+++ Given records

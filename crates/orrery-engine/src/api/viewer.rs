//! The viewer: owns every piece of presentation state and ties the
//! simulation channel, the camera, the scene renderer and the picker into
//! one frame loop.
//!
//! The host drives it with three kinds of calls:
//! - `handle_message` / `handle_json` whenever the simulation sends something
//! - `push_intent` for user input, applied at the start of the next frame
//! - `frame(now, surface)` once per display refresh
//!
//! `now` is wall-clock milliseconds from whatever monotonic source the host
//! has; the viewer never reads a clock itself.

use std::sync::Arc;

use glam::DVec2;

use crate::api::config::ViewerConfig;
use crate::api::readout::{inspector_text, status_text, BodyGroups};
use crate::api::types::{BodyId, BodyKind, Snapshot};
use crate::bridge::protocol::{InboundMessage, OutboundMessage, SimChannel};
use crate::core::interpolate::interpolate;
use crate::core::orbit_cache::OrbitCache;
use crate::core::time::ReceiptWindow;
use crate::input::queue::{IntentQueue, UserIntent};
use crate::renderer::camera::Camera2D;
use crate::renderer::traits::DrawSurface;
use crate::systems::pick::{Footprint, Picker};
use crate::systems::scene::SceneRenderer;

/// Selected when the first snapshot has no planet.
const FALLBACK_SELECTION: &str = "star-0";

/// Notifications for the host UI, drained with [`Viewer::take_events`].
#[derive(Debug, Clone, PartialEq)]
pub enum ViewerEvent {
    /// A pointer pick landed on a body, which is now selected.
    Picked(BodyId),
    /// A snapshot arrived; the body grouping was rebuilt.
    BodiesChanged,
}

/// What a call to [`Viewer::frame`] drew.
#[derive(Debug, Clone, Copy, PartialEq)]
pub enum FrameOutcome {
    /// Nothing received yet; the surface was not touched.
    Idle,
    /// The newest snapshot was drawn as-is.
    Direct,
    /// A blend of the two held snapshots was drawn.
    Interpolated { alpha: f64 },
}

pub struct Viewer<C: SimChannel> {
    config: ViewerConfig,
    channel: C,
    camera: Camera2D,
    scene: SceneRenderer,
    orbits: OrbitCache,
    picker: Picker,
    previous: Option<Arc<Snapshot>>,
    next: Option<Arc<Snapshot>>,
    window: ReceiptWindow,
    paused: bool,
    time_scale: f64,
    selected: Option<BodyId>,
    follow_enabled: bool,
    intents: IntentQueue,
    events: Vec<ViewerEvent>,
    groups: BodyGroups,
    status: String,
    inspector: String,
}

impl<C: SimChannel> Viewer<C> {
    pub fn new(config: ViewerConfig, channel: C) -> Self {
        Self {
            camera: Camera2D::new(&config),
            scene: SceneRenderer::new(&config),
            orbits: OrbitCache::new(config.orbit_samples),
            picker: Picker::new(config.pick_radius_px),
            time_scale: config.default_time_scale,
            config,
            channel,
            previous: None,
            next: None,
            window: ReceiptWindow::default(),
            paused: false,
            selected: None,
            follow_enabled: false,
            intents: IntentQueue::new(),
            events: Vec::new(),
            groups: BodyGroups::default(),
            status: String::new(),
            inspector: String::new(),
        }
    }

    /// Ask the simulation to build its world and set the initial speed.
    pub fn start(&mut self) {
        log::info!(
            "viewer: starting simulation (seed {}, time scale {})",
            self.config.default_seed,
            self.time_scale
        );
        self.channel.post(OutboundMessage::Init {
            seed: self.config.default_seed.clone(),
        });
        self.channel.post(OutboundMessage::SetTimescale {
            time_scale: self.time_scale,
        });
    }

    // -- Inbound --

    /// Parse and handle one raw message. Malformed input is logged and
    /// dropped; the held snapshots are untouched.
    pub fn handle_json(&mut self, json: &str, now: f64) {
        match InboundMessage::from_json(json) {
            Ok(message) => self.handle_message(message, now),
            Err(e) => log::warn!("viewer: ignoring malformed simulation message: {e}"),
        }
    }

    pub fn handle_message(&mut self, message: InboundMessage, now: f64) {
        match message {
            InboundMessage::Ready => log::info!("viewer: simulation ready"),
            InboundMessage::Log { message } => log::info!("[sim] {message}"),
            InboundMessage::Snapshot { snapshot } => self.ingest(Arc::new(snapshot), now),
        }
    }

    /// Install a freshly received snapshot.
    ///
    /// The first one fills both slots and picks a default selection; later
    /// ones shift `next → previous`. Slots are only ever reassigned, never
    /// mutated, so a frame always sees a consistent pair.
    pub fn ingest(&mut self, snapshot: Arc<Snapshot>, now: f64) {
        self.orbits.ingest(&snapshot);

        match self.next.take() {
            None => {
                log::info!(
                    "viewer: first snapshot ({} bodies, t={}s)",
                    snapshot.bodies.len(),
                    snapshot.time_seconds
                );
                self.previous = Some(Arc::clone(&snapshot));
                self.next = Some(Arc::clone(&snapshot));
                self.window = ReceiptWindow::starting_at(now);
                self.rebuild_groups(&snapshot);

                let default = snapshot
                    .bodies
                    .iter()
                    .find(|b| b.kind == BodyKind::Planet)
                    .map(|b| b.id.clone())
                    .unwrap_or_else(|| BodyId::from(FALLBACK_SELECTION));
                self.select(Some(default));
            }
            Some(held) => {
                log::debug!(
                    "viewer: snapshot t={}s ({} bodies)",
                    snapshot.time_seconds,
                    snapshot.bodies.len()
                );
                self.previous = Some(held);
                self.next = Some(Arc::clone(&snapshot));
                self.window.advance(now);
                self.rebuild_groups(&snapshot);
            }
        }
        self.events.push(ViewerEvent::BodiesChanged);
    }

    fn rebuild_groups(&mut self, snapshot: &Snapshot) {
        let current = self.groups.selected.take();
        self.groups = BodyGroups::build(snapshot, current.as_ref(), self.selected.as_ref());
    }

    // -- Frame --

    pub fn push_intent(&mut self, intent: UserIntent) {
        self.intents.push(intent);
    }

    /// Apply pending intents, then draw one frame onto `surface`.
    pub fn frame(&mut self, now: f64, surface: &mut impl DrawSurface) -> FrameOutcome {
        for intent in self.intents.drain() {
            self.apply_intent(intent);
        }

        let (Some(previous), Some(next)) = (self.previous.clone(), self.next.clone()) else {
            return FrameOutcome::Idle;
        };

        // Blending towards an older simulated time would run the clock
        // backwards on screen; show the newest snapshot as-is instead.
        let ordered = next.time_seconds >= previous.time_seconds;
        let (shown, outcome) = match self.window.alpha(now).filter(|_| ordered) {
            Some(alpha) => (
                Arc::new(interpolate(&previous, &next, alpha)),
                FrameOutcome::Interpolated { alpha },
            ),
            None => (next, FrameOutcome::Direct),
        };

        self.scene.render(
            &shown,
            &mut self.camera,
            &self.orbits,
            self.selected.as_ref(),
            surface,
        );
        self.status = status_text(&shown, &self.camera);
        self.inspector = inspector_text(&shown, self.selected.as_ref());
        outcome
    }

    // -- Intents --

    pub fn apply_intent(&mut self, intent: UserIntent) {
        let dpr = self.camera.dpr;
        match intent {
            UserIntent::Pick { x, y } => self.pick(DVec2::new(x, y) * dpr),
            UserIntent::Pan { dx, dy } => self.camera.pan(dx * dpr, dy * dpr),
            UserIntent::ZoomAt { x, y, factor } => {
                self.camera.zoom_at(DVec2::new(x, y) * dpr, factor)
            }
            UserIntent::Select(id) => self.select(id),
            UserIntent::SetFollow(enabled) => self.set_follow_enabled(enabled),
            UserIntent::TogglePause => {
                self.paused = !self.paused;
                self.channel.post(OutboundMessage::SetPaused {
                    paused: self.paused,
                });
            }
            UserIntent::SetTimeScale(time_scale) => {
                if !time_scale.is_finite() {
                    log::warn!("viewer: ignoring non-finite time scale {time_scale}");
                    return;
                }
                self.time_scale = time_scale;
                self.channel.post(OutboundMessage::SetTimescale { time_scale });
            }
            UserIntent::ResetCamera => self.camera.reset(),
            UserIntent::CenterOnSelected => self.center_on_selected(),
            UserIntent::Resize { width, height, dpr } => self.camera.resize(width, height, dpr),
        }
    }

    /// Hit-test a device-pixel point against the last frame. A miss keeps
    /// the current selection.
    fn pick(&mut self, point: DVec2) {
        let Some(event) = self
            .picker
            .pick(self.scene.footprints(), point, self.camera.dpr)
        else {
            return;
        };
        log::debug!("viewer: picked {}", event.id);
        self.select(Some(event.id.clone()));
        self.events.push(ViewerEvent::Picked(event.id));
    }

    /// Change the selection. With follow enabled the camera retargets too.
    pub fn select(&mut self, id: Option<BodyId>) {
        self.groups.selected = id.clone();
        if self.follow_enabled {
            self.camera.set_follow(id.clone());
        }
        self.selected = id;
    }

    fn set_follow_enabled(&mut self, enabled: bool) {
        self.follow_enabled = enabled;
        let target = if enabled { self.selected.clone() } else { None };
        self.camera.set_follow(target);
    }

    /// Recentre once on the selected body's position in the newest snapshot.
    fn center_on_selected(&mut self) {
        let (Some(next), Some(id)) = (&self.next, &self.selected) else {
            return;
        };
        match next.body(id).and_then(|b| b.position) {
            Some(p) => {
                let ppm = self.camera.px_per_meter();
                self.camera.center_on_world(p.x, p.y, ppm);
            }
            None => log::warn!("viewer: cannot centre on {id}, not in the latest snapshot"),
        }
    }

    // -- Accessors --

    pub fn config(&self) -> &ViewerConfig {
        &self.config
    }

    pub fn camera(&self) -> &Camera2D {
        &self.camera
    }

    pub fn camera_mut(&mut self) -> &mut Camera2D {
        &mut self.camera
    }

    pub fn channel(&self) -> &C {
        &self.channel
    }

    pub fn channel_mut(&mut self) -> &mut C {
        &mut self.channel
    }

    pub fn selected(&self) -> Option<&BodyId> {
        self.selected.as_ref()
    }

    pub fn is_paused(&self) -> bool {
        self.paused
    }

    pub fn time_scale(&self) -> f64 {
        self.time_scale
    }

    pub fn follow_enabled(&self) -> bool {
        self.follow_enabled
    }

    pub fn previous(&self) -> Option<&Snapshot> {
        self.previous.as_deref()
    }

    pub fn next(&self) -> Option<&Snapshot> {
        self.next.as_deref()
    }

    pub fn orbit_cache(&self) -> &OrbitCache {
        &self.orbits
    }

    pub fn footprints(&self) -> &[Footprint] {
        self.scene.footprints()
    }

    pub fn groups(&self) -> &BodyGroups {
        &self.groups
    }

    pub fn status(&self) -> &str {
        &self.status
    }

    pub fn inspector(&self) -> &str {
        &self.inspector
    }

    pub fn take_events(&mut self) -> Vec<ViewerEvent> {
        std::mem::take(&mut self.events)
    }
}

++++++

• _Aim of the task_
Wherever the string "newest" appears in a line above, copy that line.

• _Task solution_
    /// The newest snapshot was drawn as-is.
        // backwards on screen; show the newest snapshot as-is instead.
    /// Recentre once on the selected body's position in the newest snapshot.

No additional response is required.